A Guide to Seed Storage and Treatment
With harvest well underway and possibly finished in many areas, farmers will now be thinking about storing and treating their grain for next year’s seed.
It is important to keep in mind a number of factors when undertaking this process, as these can ultimately have a major effect on next year’s grain yields. Grain moisture and temperature, storage hygiene, fumigation, grain sample quality and seed treatment options are some of the main influences on high germination and good early vigor for next season’s crops.

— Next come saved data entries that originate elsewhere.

use chrono::NaiveDate;
use serde::{Deserialize, Serialize};

use super::category::CategoryKey;

/// A per-category interest accrual rule.
///
/// `next_apply` is the exclusive cursor: the next date at which one month of
/// interest falls due. It starts at `start_date` (so a fresh rule accrues
/// its first month on the start date itself) and only ever moves forward.
#[derive(Debug, Clone, Serialize, Deserialize)]
pub struct InterestRule {
    pub category: CategoryKey,
    /// Stored as a percentage, e.g. 0.5 means 0.5%.
    pub rate_pct: f64,
    /// True when `rate_pct` is a monthly rate; false means annual, applied
    /// at one twelfth per month.
    pub monthly: bool,
    pub start_date: NaiveDate,
    pub next_apply: NaiveDate,
}

impl InterestRule {
    pub fn new(category: CategoryKey, rate_pct: f64, monthly: bool, start_date: NaiveDate) -> Self {
        Self {
            category,
            rate_pct,
            monthly,
            start_date,
            next_apply: start_date,
        }
    }

    /// The rate applied per monthly period, as a fraction.
    pub fn monthly_rate(&self) -> f64 {
        if self.monthly {
            self.rate_pct / 100.0
        } else {
            self.rate_pct / 100.0 / 12.0
        }
    }

    pub fn label(&self) -> String {
        if self.monthly {
            format!("{}% monthly", self.rate_pct)
        } else {
            format!("{}% annual (converted monthly)", self.rate_pct)
        }
    }
}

The temperature of the grain when stored and moisture content can have a large impact on the viability of the grain. Grain is a good insulator so generally, without proper aeration fans, the temperature the grain is initially stored at will remain reassembly constant until it is taken out. Grain of high temperature and high moisture content will have a much higher risk of poor germination and seed viability than grin stored at lower levels. Not only this, but higher grain temperatures increase the reproduction rates of many stored grain insects.
Aim for moisture content of below 12% and stored temperatures less than 20 degrees Celsius.
Ensure that the equipment you are using to load or treat your grain, and the storage you are using is clean from any old grain. This old grain is a breeding haven for grain storage insects and is one of the most frequent ways storage insects infect newly stored seed.
Phosphine is a common practice to fumigate grain for stored grain insects. The problem however is that poorly fumigated grain doesn’t control all of the insects, often only killing adult insects resulting in re-infestation from eggs and larvae at a later date. This also increases the likely hood of developing phosphine resistance.
Make sure you use a pressure tested seed silo to fumigate grain in as any silo that cannot be pressure sealed will have high likely hood of not killing insects at all life cycles. Also ensure that you use the correct rate of phosphine for the size of your silo and amount of grain you are storing and that you fumigate for the proper time period. As a general rule, proper fumigation requires 10-17 days.
Grain Sample Quality and Seed Treatment Options
Any impurities in a grain sample such as dust, stubble or shriveled grain will result in poor seed treatment application due to the product sticking to these impurities and not on the grain for use when sowing. For this fact ensure that all seed is properly cleaned and that you are only left with high quality grain to be treated with the treatment required.
When choosing which treatment is correct for your grain, factor in potential seed-borne, soil-borne and foliar diseases that pose a threat to your area and also to the seed variety that you are treating, as different varieties have different resistances to diseases. Keep in mind that seed-borne diseases such as loose and covered smut can only be suppressed or controlled with a seed treatment, meaning there is no control method as a foliar if the disease expresses itself in crop.